> **Problem to solve**
Copy, from the data below, every line that has "super" in it.

The data START

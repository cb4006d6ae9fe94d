//! Add / edit repository dialog

use super::{DialogOutcome, Form};
use crate::backend::{BackendResult, SharedBackend};
use crate::effects::{Pending, take_ready};
use crate::models::Repo;

pub const NAME: &str = "name";
pub const URL: &str = "url";

#[derive(Debug, Clone, PartialEq, Eq)]
pub enum RepoDialogMode {
    Add,
    /// Editing the repository currently registered as `old_name`
    Edit { old_name: String },
}

#[derive(Debug)]
pub struct RepoDialog {
    mode: RepoDialogMode,
    form: Form,
    pending: Option<Pending<BackendResult<()>>>,
    error: Option<String>,
}

impl RepoDialog {
    pub fn add() -> Self {
        Self {
            mode: RepoDialogMode::Add,
            form: Form::new(&[(NAME, "Name", ""), (URL, "Url", "")]),
            pending: None,
            error: None,
        }
    }

    /// Pre-filled from `repo`
    pub fn edit(repo: &Repo) -> Self {
        Self {
            mode: RepoDialogMode::Edit {
                old_name: repo.name.clone(),
            },
            form: Form::new(&[(NAME, "Name", &repo.name), (URL, "Url", &repo.url)]),
            pending: None,
            error: None,
        }
    }

    pub fn mode(&self) -> &RepoDialogMode {
        &self.mode
    }

    pub fn title(&self) -> &'static str {
        match self.mode {
            RepoDialogMode::Add => "Add repository",
            RepoDialogMode::Edit { .. } => "Edit repository",
        }
    }

    pub fn form(&self) -> &Form {
        &self.form
    }

    pub fn form_mut(&mut self) -> &mut Form {
        &mut self.form
    }

    /// Inline error from the last failed submit
    pub fn error(&self) -> Option<&str> {
        self.error.as_deref()
    }

    pub fn can_submit(&self) -> bool {
        // an edit may be resubmitted unchanged
        let require_dirty = matches!(self.mode, RepoDialogMode::Add);
        self.form.can_submit(require_dirty)
    }

    pub fn can_cancel(&self) -> bool {
        !self.form.is_submitting()
    }

    /// Send the form; returns false when submit is currently disabled
    pub fn submit(&mut self, backend: &SharedBackend) -> bool {
        if !self.can_submit() {
            return false;
        }
        let name = self.form.trimmed(NAME).to_string();
        let url = self.form.trimmed(URL).to_string();
        let backend = backend.clone();

        self.error = None;
        self.form.begin_submit();
        self.pending = Some(match &self.mode {
            RepoDialogMode::Add => Pending::spawn("add repository", async move {
                backend.add_repository(&name, &url).await
            }),
            RepoDialogMode::Edit { old_name } => {
                let old_name = old_name.clone();
                Pending::spawn("update repository", async move {
                    backend.update_repository(&old_name, &name, &url).await
                })
            }
        });
        true
    }

    /// Collect the submit result; `Some(Mutated)` once the dialog should close
    pub fn poll(&mut self) -> anyhow::Result<Option<DialogOutcome>> {
        let Some(result) = take_ready(&mut self.pending) else {
            return Ok(None);
        };
        self.form.finish_submit();
        match result? {
            Ok(()) => {
                tracing::info!("Saved repository {}", self.form.trimmed(NAME));
                Ok(Some(DialogOutcome::Mutated))
            }
            Err(e) => {
                tracing::warn!("Saving repository failed: {}", e);
                self.error = Some(e.to_string());
                Ok(None)
            }
        }
    }
}

#[cfg(test)]
mod tests {
    use super::*;
    use crate::backend::{BackendError, MockHelmBackend};
    use mockall::predicate::eq;
    use std::sync::Arc;
    use std::time::Duration;

    async fn settle() {
        tokio::time::sleep(Duration::from_millis(5)).await;
    }

    #[test]
    fn test_add_requires_changes() {
        let dialog = RepoDialog::add();
        assert!(!dialog.can_submit());
        assert_eq!(dialog.title(), "Add repository");
    }

    #[test]
    fn test_edit_can_submit_unchanged() {
        let repo = Repo {
            name: "bitnami".to_string(),
            url: "https://charts.bitnami.com/bitnami".to_string(),
        };
        let dialog = RepoDialog::edit(&repo);
        assert!(!dialog.form().is_dirty());
        assert!(dialog.can_submit());
    }

    #[tokio::test]
    async fn test_add_sends_trimmed_values() {
        let mut backend = MockHelmBackend::new();
        backend
            .expect_add_repository()
            .with(eq("stable"), eq("https://charts.example.com"))
            .times(1)
            .returning(|_, _| Ok(()));
        let backend: SharedBackend = Arc::new(backend);

        let mut dialog = RepoDialog::add();
        dialog.form_mut().set(NAME, " stable ");
        dialog.form_mut().set(URL, "https://charts.example.com  ");
        assert!(dialog.submit(&backend));
        assert!(!dialog.can_cancel());

        settle().await;
        assert_eq!(dialog.poll().unwrap(), Some(DialogOutcome::Mutated));
        assert!(dialog.can_cancel());
    }

    #[tokio::test]
    async fn test_edit_sends_old_name() {
        let mut backend = MockHelmBackend::new();
        backend
            .expect_update_repository()
            .with(eq("old"), eq("new"), eq("https://x"))
            .times(1)
            .returning(|_, _, _| Ok(()));
        let backend: SharedBackend = Arc::new(backend);

        let repo = Repo {
            name: "old".to_string(),
            url: "https://x".to_string(),
        };
        let mut dialog = RepoDialog::edit(&repo);
        dialog.form_mut().set(NAME, "new");
        assert!(dialog.submit(&backend));

        settle().await;
        assert_eq!(dialog.poll().unwrap(), Some(DialogOutcome::Mutated));
    }

    #[tokio::test]
    async fn test_failure_stays_open_with_inline_error() {
        let mut backend = MockHelmBackend::new();
        backend.expect_add_repository().returning(|_, _| {
            Err(BackendError::Command(
                "looks like \"x\" is not a valid chart repository".to_string(),
            ))
        });
        let backend: SharedBackend = Arc::new(backend);

        let mut dialog = RepoDialog::add();
        dialog.form_mut().set(NAME, "x");
        dialog.form_mut().set(URL, "x");
        dialog.submit(&backend);

        settle().await;
        assert_eq!(dialog.poll().unwrap(), None);
        assert!(dialog.error().unwrap().contains("not a valid chart repository"));
        assert!(dialog.can_submit());
    }
}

The data END

> **Result below**
use super::{DialogOutcome, Form};
    use super::*;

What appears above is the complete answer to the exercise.